Quali sono, quindi, i bias più comuni all’interno di un contesto aziendale e di project management? Sicuramente l’Effetto Alone, cioè la «tendenza a estendere una certa caratteristica di un oggetto poiché si crede che sia generalizzabile anche per altri contesti». Si pensi, ad esempio, a tutte le volte che magari, durante un colloquio di selezione, ad un candidato di bell’aspetto si sono anche associate in automatico attitudini e competenze positive per il ruolo da ricoprire. Questo avviene proprio per l’effetto alone.

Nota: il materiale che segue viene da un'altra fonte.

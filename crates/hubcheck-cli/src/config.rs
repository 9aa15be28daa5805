//! Run configuration.
//!
//! Sources, lowest precedence first: built-in defaults, an optional TOML or
//! YAML file, `HUBCHECK_*` environment variables, then command-line flags.

use std::collections::HashMap;
use std::path::Path;

use anyhow::{Context, Result};
use config::{Config, Environment, File};
use hubcheck_core::{OutputFormat, Severity};
use hubcheck_github::DEFAULT_API_URL;
use hubcheck_rules::{IgnoreSet, RepoRuleOptions, DEFAULT_IGNORE_FILES};
use serde::{Deserialize, Serialize};

/// Prefix of configuration environment variables.
pub const ENV_PREFIX: &str = "HUBCHECK";

/// Settings of one audit run.
#[derive(Debug, Clone, PartialEq, Eq, Deserialize, Serialize)]
#[serde(default)]
pub struct AuditConfig {
    /// Organization to audit; required when the token sees several.
    pub organization: Option<String>,
    /// GitHub API base URL.
    pub api_url: String,
    /// Lowest severity shown in the report.
    pub log_level: Severity,
    /// Lowest severity that fails the audit.
    pub fail_level: Severity,
    /// Globs excluded from content scanning.
    pub ignore_files: Vec<String>,
    /// Term reported by the `containing` rule; empty disables it.
    pub report_files_containing: String,
    /// Report format.
    pub format: OutputFormat,
    /// Disable terminal colors.
    pub no_color: bool,
}

impl Default for AuditConfig {
    fn default() -> Self {
        Self {
            organization: None,
            api_url: DEFAULT_API_URL.to_string(),
            log_level: Severity::Info,
            fail_level: Severity::Warning,
            ignore_files: DEFAULT_IGNORE_FILES.iter().map(|s| s.to_string()).collect(),
            report_files_containing: String::new(),
            format: OutputFormat::Markdown,
            no_color: false,
        }
    }
}

impl AuditConfig {
    /// Layer defaults, `file` and the process environment.
    pub fn load(file: Option<&Path>) -> Result<Self> {
        Self::load_from(file, None)
    }

    /// Like [`load`](Self::load), reading variables from `env` instead of
    /// the process environment when given.
    pub fn load_from(file: Option<&Path>, env: Option<HashMap<String, String>>) -> Result<Self> {
        let mut builder = Config::builder().add_source(
            Config::try_from(&Self::default()).context("failed to encode default configuration")?,
        );
        if let Some(path) = file {
            builder = builder.add_source(File::from(path).required(true));
        }
        builder = builder.add_source(
            Environment::with_prefix(ENV_PREFIX)
                .try_parsing(true)
                .list_separator(";")
                .with_list_parse_key("ignore_files")
                .source(env),
        );

        let config = builder
            .build()
            .context("failed to read configuration")?
            .try_deserialize::<Self>()
            .context("invalid configuration")?;
        Ok(config)
    }

    /// Options of the configurable repository rules.
    pub fn repo_rule_options(&self) -> Result<RepoRuleOptions> {
        let ignore = IgnoreSet::new(&self.ignore_files)?;
        Ok(RepoRuleOptions {
            report_files_containing: self.report_files_containing.clone(),
            ignore,
        })
    }
}

/// Split a `;`-separated pattern list.
pub fn split_list(list: &str) -> Vec<String> {
    list.split(';')
        .map(str::trim)
        .filter(|s| !s.is_empty())
        .map(str::to_string)
        .collect()
}

#[cfg(test)]
mod tests {
    use super::*;
    use std::io::Write;

    fn no_env() -> Option<HashMap<String, String>> {
        Some(HashMap::new())
    }

    #[test]
    fn test_defaults() {
        let config = AuditConfig::load_from(None, no_env()).unwrap();
        assert_eq!(config, AuditConfig::default());
        assert_eq!(config.log_level, Severity::Info);
        assert_eq!(config.fail_level, Severity::Warning);
        assert_eq!(config.ignore_files, ["vendor/**", "venv/**", "virtualenv/**"]);
        assert_eq!(config.api_url, "https://api.github.com");
    }

    #[test]
    fn test_toml_file() {
        let mut file = tempfile::Builder::new().suffix(".toml").tempfile().unwrap();
        writeln!(
            file,
            r#"
organization = "acme"
fail_level = "error"
ignore_files = ["third_party/**"]
format = "json"
"#
        )
        .unwrap();

        let config = AuditConfig::load_from(Some(file.path()), no_env()).unwrap();
        assert_eq!(config.organization.as_deref(), Some("acme"));
        assert_eq!(config.fail_level, Severity::Error);
        assert_eq!(config.log_level, Severity::Info);
        assert_eq!(config.ignore_files, ["third_party/**"]);
        assert_eq!(config.format, OutputFormat::Json);
    }

    #[test]
    fn test_yaml_file() {
        let mut file = tempfile::Builder::new().suffix(".yaml").tempfile().unwrap();
        writeln!(file, "report_files_containing: password\nno_color: true").unwrap();

        let config = AuditConfig::load_from(Some(file.path()), no_env()).unwrap();
        assert_eq!(config.report_files_containing, "password");
        assert!(config.no_color);
    }

    #[test]
    fn test_environment_overrides_file() {
        let mut file = tempfile::Builder::new().suffix(".toml").tempfile().unwrap();
        writeln!(file, "organization = \"acme\"\nlog_level = \"notice\"").unwrap();

        let env = HashMap::from([
            ("HUBCHECK_ORGANIZATION".to_string(), "globex".to_string()),
            ("HUBCHECK_IGNORE_FILES".to_string(), "a/**;b/**".to_string()),
        ]);
        let config = AuditConfig::load_from(Some(file.path()), Some(env)).unwrap();
        assert_eq!(config.organization.as_deref(), Some("globex"));
        assert_eq!(config.log_level, Severity::Notice);
        assert_eq!(config.ignore_files, ["a/**", "b/**"]);
    }

    #[test]
    fn test_missing_file_is_an_error() {
        let dir = tempfile::tempdir().unwrap();
        let path = dir.path().join("absent.toml");
        assert!(AuditConfig::load_from(Some(&path), no_env()).is_err());
    }

    #[test]
    fn test_invalid_severity_is_an_error() {
        let mut file = tempfile::Builder::new().suffix(".toml").tempfile().unwrap();
        writeln!(file, "fail_level = \"critical\"").unwrap();
        assert!(AuditConfig::load_from(Some(file.path()), no_env()).is_err());
    }

    #[test]
    fn test_invalid_ignore_glob() {
        let config = AuditConfig {
            ignore_files: vec!["src/[".to_string()],
            ..Default::default()
        };
        let err = config.repo_rule_options().unwrap_err();
        assert!(err.to_string().contains("src/["));
    }

    #[test]
    fn test_split_list() {
        assert_eq!(split_list("vendor/**; venv/** ;;"), ["vendor/**", "venv/**"]);
        assert!(split_list("").is_empty());
    }
}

Un altro bias che può intervenire in una dinamica organizzativa è il Pensiero di gruppo, ovvero «la tendenza a uniformarsi per avere l’approvazione degli altri in alcuni casi evitando di esprimere il proprio pensiero». Ciò succede ogni volta che, ad esempio, per non rischiare di incorrere nella disapprovazione dei propri capi o responsabili non si esplicita loro la propria idea, che potrebbe invece essere di maggior valore e magari scongiurare un possibile danno.

Un bias di cui, invece, si è “vittima” e che viene sfruttato da coloro che si occupano di marketing e pubblicità è l’Ancoraggio, definito come «la tendenza a valutare oggetti, prodotti o prezzi in modo distorto poiché influenzati da cifre, numeri e più in generale da informazioni in possesso». Traslato sul piano delle relazioni e su quello aziendale, questo bias può determinare conseguenze deleterie quando ci ancora ad una prima impressione o a una prima idea impedendone il cambiamento o l’evoluzione: nel caso di una relazione, una cattiva impressione dell’interlocutore potrebbe comportarne l’interruzione; nel caso in cui si tratti del contesto aziendale, il mancato sviluppo di un’idea o progetto iniziale potrebbe comprometterne la crescita.

Si possono superare i bias? La risposta è sì; come? Adottando una serie di comportamenti o tecniche intese a superarli, quali:

  • il confronto con altri per valutare diversi punti di vista;
  • il porre domande per prendere coscienza del bias stesso e annullarne l’effetto.